Nessuno ha diritto di tacere, di nascondere ai miseri la verità iconoclasta, e gli araldi della fratellanza internazionale non hanno alcun diritto di turbare, di sviare dall’aspro cammino a cui s’affaccia incerta e malsicura, la coscienza proletaria ai suoi primi passi.

Compito loro d’illuminarla, di sorreggerla per l’erta scoscesa; e Cipriani e Kropotkin hanno torto di sacrificare alla febbre effimera, pregna di disinganni, del sentimento, l’insegnamento della ragione e della storia.

Kropotkin sopratutto.

Kropotkin, no. Kropotkin non trova attenuanti se non nella sentimentale impulsività che sarà la sua disgrazia o la sua ventura, ma per la quale, se trovi nei giornali del mattino l’eco d’un’insurrezione plebea, incendia le intime speranze al consueto pronostico della rivoluzione sociale imminente, colla stessa improntitudine con cui le spegne al tramonto se gli rechino i giornali la mala nuova che il movimento è stato soffocato e l’ordine ristabilito.

Di queste sue climateriche oscillazioni vertiginose è un recidivo abituale.

Nel marzo del 1904 dallo scoppio improvviso della guerra tra la Russia ed il Giappone traeva frettoloso l’oroscopo della rivoluzione che, disgraziatamente e per ragioni le quali sono all’infuori ed al disopra del puro accidente, non accenderà nel campo economico neppure la guerra attuale dal cui esito – vittorioso con ogni probabilità per le potenze alleate – sarà allontanata anche l’ipotesi di una rivoluzione politica sovvertitrice dello zarismo che dalla lunga guerra e dai suoi trionfi sanguinosi sortirà prevedibilmente restaurato, riabilitato, esperto.
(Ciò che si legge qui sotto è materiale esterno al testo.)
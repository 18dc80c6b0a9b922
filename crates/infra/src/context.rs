//! Telemetry composition root.
//!
//! A [`TelemetryContext`] owns one metrics facade and one exporter registry.
//! Entry points build it once and pass it down; tests build a fresh one.

use crate::observability::{LoggingSettings, build_logger};
use scantel_adapters::host::ProcStatReader;
use scantel_adapters::metrics::InMemoryMeterProvider;
use scantel_adapters::snapshot_store::AtomicFileSnapshotStore;
use scantel_app::{
    ExporterDeps, ExporterRegistry, ExporterSettings, MetricsFacade, ResourceExporter,
};
use scantel_config::ExporterConfig;
use scantel_ports::{CpuTimesPort, LoggerPort, MeterProviderPort};
use scantel_shared::{ErrorCode, Result};
use std::sync::{Arc, OnceLock};

#[cfg(feature = "otlp")]
use scantel_config::ValidatedMetricsConfig;
#[cfg(feature = "otlp")]
use scantel_shared::ErrorEnvelope;

/// Process-level telemetry wiring.
pub struct TelemetryContext {
    logger: Arc<dyn LoggerPort>,
    facade: MetricsFacade,
    exporters: ExporterRegistry,
    remote_setup: OnceLock<Result<u64>>,
}

impl TelemetryContext {
    /// Context whose facade and exporters log through `logger`.
    pub fn new(logger: Arc<dyn LoggerPort>) -> Self {
        Self {
            facade: MetricsFacade::new().with_logger(Arc::clone(&logger)),
            exporters: ExporterRegistry::new().with_logger(Arc::clone(&logger)),
            logger,
            remote_setup: OnceLock::new(),
        }
    }

    /// Context using the logger selected by `SCANTEL_LOG_FORMAT`/`SCANTEL_LOG_LEVEL`.
    pub fn from_std_env() -> Self {
        Self::new(build_logger(&LoggingSettings::from_std_env()))
    }

    /// Logger shared by every component of this context.
    pub fn logger(&self) -> &Arc<dyn LoggerPort> {
        &self.logger
    }

    /// Metrics facade.
    pub const fn facade(&self) -> &MetricsFacade {
        &self.facade
    }

    /// Exporter registry.
    pub const fn exporters(&self) -> &ExporterRegistry {
        &self.exporters
    }

    /// Install any provider. Returns the new generation.
    pub fn install_provider(&self, provider: Arc<dyn MeterProviderPort>) -> u64 {
        self.facade.install(provider)
    }

    /// Install a fresh in-memory registry and return a handle for rendering.
    pub fn install_in_memory(&self) -> InMemoryMeterProvider {
        let provider = InMemoryMeterProvider::new();
        self.facade.install(Arc::new(provider.clone()));
        provider
    }

    /// Build the OTLP provider from `config` and install it.
    ///
    /// Runs at most once per context. Concurrent callers block until the
    /// first setup finishes; every later call, including after a facade
    /// shutdown, returns `telemetry:already_initialized`.
    #[cfg(feature = "otlp")]
    pub fn connect_remote(&self, config: &ValidatedMetricsConfig) -> Result<u64> {
        let mut ran_here = false;
        let outcome = self.remote_setup.get_or_init(|| {
            ran_here = true;
            scantel_adapters::metrics::OtelMeterProvider::connect(config)
                .map(|provider| self.facade.install(Arc::new(provider)))
        });
        if ran_here {
            return outcome.clone();
        }
        let previous = if outcome.is_ok() { "ok" } else { "error" };
        Err(
            ErrorEnvelope::already_initialized("remote metrics setup already ran for this context")
                .with_metadata("previousOutcome", previous),
        )
    }

    /// Returns true once remote setup has been attempted.
    pub fn remote_setup_attempted(&self) -> bool {
        self.remote_setup.get().is_some()
    }

    /// Start the exporter from config, reading the host's `/proc/stat`.
    pub fn init_exporter(&self, config: &ExporterConfig) -> Result<Arc<ResourceExporter>> {
        self.init_exporter_with_cpu(config, Arc::new(ProcStatReader::system()))
    }

    /// Start the exporter from config with an explicit CPU source.
    pub fn init_exporter_with_cpu(
        &self,
        config: &ExporterConfig,
        cpu_times: Arc<dyn CpuTimesPort>,
    ) -> Result<Arc<ResourceExporter>> {
        let settings = ExporterSettings::new(&config.directory, &config.file_prefix)?;
        self.exporters.init(
            settings,
            ExporterDeps {
                store: Arc::new(AtomicFileSnapshotStore::new()),
                cpu_times,
            },
        )
    }

    /// Shut down the facade, then the exporter if one is running.
    ///
    /// The exporter is released even when the provider flush fails; the
    /// first error is returned.
    pub fn shutdown(&self) -> Result<()> {
        let facade = self.facade.shutdown();
        let exporter = match self.exporters.shutdown() {
            Err(error) if error.has_code(&ErrorCode::not_initialized()) => Ok(()),
            other => other,
        };
        facade.and(exporter)
    }
}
E ancora tre anni fa, chiuso agli ammonimenti severi della storia un orecchio, chiuso l’altro alle voci della sua esperienza vasta ed antica, non metteva il suo evviva! a quello dei filibustieri che dalle comode cuccie sicure inneggiavano alla rivoluzione sociale messicana la quale non è – e non è mai apparso così chiaro come a questi giorni – se non una competizione losca d’appetiti volgari, d’avventurieri spudorati, di interessi inconfessabili a cui da Huerta, a Carranza, a Villa, a Zapata, a Morgan, ad Harriman, a Wilson, a Hearst, – s’arrovellano da ogni covo un po’ tutti, a cui, indifferente o sospettoso, rimane tuttavia ostinatamente straniero il proletariato messicano devastato fino all’abiezione dal medio evo industriale superstite e da qualche secolo di cultura religiosa intensiva?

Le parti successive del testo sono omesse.